Ein Fürst traf auf einem Spazierritt einen fleissigen und frohen Landmann an dem Ackergeschäft an und liess sich mit ihm in ein Gespräch ein. Nach einigen Fragen erfuhr er, dass der Acker nicht sein Eigentum sei, sondern dass er als Tagelöhner täglich um 15 Kreuzer arbeite …

Daneben stellen wir das Märchen der Gebrüder Grimm Der alte Großvater und der Enkel, welches also anhebt:

Es war einmal ein steinalter Mann, dem waren die Augen trüb geworden, die Ohren taub, und die Knie zitterten ihm. Wenn er nun bei Tische saß und den Löffel kaum halten konnte, schüttete er Suppe auf das Tischtuch, und es floß ihm auch etwas wieder aus dem Mund.

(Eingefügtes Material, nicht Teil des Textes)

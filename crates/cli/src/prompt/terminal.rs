use std::io::{self, BufRead, StdinLock, Stdout, Write};

use strz_core::prompt::{AnswerValue, Answers, Prompter, Question, QuestionKind};
use strz_core::{Error, Result};
use tracing::debug;

/// Line-oriented prompter over any reader/writer pair.
///
/// Choices are picked by number, value or label; multi-selects take a comma
/// separated list. An invalid answer prints the validator message and asks
/// again. End of input aborts the run.
pub struct TerminalPrompter<R, W> {
    input: R,
    output: W,
}

impl TerminalPrompter<StdinLock<'static>, Stdout> {
    pub fn stdio() -> Self {
        Self::new(io::stdin().lock(), io::stdout())
    }
}

impl<R: BufRead, W: Write> TerminalPrompter<R, W> {
    pub fn new(input: R, output: W) -> Self {
        Self { input, output }
    }

    pub fn into_output(self) -> W {
        self.output
    }

    fn ask_one(&mut self, question: &Question<'_>, seen: &Answers) -> Result<AnswerValue> {
        loop {
            self.print_question(question)?;
            let line = self.read_line()?;
            let provided = parse_input(question, line.trim());

            match question.resolve(provided, seen) {
                Ok(value) => return Ok(value),
                Err(Error::Prompt(message)) => {
                    debug!("Re-asking {}: {}", question.name, message);
                    writeln!(self.output, "  ✗ {message}")?;
                }
                Err(e) => return Err(e),
            }
        }
    }

    fn print_question(&mut self, question: &Question<'_>) -> Result<()> {
        let hint = match &question.kind {
            QuestionKind::MultiSelect(_) => " (comma separated, empty for none)",
            QuestionKind::Confirm => " (y/n)",
            _ => "",
        };
        match &question.default {
            Some(default) if !default.to_string().is_empty() => {
                writeln!(self.output, "? {}{} [{}]", question.message, hint, default)?
            }
            _ => writeln!(self.output, "? {}{}", question.message, hint)?,
        }
        for (i, choice) in question.choices().iter().enumerate() {
            writeln!(self.output, "  {}) {}", i + 1, choice.name)?;
        }
        write!(self.output, "> ")?;
        self.output.flush()?;
        Ok(())
    }

    fn read_line(&mut self) -> Result<String> {
        let mut line = String::new();
        if self.input.read_line(&mut line)? == 0 {
            return Err(Error::Aborted);
        }
        Ok(line)
    }
}

impl<R: BufRead, W: Write> Prompter for TerminalPrompter<R, W> {
    fn ask(&mut self, questions: &[Question<'_>], context: &Answers) -> Result<Answers> {
        let mut seen = context.clone();
        let mut answers = Answers::new();

        for question in questions {
            let value = self.ask_one(question, &seen)?;
            seen.insert(question.name.clone(), value.clone());
            answers.insert(question.name.clone(), value);
        }

        Ok(answers)
    }
}

/// Raw line to a provided value; empty input means "use the default".
fn parse_input(question: &Question<'_>, input: &str) -> Option<AnswerValue> {
    if input.is_empty() {
        return None;
    }

    let by_number = |item: &str| {
        item.parse::<usize>()
            .ok()
            .and_then(|n| n.checked_sub(1))
            .and_then(|i| question.choices().get(i))
            .map(|choice| choice.value.clone())
            .unwrap_or_else(|| item.to_string())
    };

    match &question.kind {
        QuestionKind::Select(_) => Some(AnswerValue::Text(by_number(input))),
        QuestionKind::MultiSelect(_) => Some(AnswerValue::List(
            input
                .split(',')
                .map(str::trim)
                .filter(|item| !item.is_empty())
                .map(by_number)
                .collect(),
        )),
        QuestionKind::Input | QuestionKind::Confirm => Some(AnswerValue::Text(input.to_string())),
    }
}

#[cfg(test)]
mod tests {
    use super::*;
    use std::io::Cursor;
    use strz_core::Choice;
    use strz_core::validation::{ValidatorChain, string_empty};

    fn prompter(input: &str) -> TerminalPrompter<Cursor<Vec<u8>>, Vec<u8>> {
        TerminalPrompter::new(Cursor::new(input.as_bytes().to_vec()), Vec::new())
    }

    #[test]
    fn test_reasks_until_valid() {
        let mut prompter = prompter("\nApi\n");
        let question =
            Question::input("containerName", "Name?").with_validator(ValidatorChain::new().with(string_empty));

        let answers = prompter.ask(&[question], &Answers::new()).unwrap();
        assert_eq!(answers.get("containerName"), Some("Api"));

        let output = String::from_utf8(prompter.into_output()).unwrap();
        assert!(output.contains("✗ containerName: Name can't be empty"));
    }

    #[test]
    fn test_select_by_number_and_multi_select() {
        let mut prompter = prompter("2\n1, Banking\n");
        let choices = vec![
            Choice::new("[S]: Banking", "Banking"),
            Choice::new("[P]: Customer", "Customer"),
        ];
        let questions = vec![
            Question::select("source", "Source?", choices.clone()),
            Question::multi_select("targets", "Targets?", choices),
        ];

        let answers = prompter.ask(&questions, &Answers::new()).unwrap();
        assert_eq!(answers.get("source"), Some("Customer"));
        assert_eq!(answers.list("targets"), vec!["Banking", "Banking"]);
    }

    #[test]
    fn test_empty_line_takes_default() {
        let mut prompter = prompter("\n\n");
        let questions = vec![
            Question::input("technology", "Technology?").with_default("Web/HTTP"),
            Question::confirm("external", "External?", true),
        ];

        let answers = prompter.ask(&questions, &Answers::new()).unwrap();
        assert_eq!(answers.get("technology"), Some("Web/HTTP"));
        assert!(answers.flag("external"));
    }

    #[test]
    fn test_end_of_input_aborts() {
        let mut prompter = prompter("");
        let err = prompter
            .ask(&[Question::input("name", "Name?")], &Answers::new())
            .unwrap_err();
        assert!(matches!(err, Error::Aborted));
    }
}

Sein Sohn und dessen Frau ekelten sich davor, und deswegen mußte sich der alte Großvater endlich hinter den Ofen in die Ecke setzen, und sie gaben ihm sein Essen in ein irdenes Schüsselchen und noch dazu nicht einmal satt; da sah er betrübt nach dem Tisch und die Augen wurden ihm naß …

Die Abhängigkeit der Alten von der mittleren, der arbeitenden Generation ist uraltes kulturelles Erbe, die Sorge der leiblichen Kinder für ihre Eltern im Alter ist ein sittliches Grundgebot, das beispielsweise die jüdische, die christliche und die muslimische Religion nahezu wortgleich verkünden: siehe etwa 5. Buch Mose 5,15; Markusevangelium 10,19; Koran Sure 17, 23.

Sie kommen überein: Du sollst nicht Pfui sagen, wenn deine Eltern alt und gebrechlich sind! Ehre Vater und Mutter!

Auch in unserer Rechtsordnung besteht – noch – die Unterhaltspflicht der Kinder „in aufsteigender Linie“ gegenüber den Eltern.

Dass zuerst und zuletzt der Staat, also die Politik, das Wohlergehen der Alten besorgen müsse, ist eine ganz neue Erscheinung. Aufstockerrente, Zuschussrente, private Zusatzrentenversicherungspflicht und und und. Die ganze Debatte um die Altersarmut kreist derzeit ausschließlich um die Menschen, als wären sie später einmal alle vereinsamte, hoffnungslos alleinstehende, kinderlose Alte.

Der Sozialstaat wappnet sich, damit jeder Mensch auch im Alter einen individuell durchsetzbaren direkten Anspruch auf Schutz vor Altersarmut hat. Als schlimmstes Übel wird die Abhängigkeit der Eltern von ihren Kindern als Schreckgespenst an die Wand gemalt.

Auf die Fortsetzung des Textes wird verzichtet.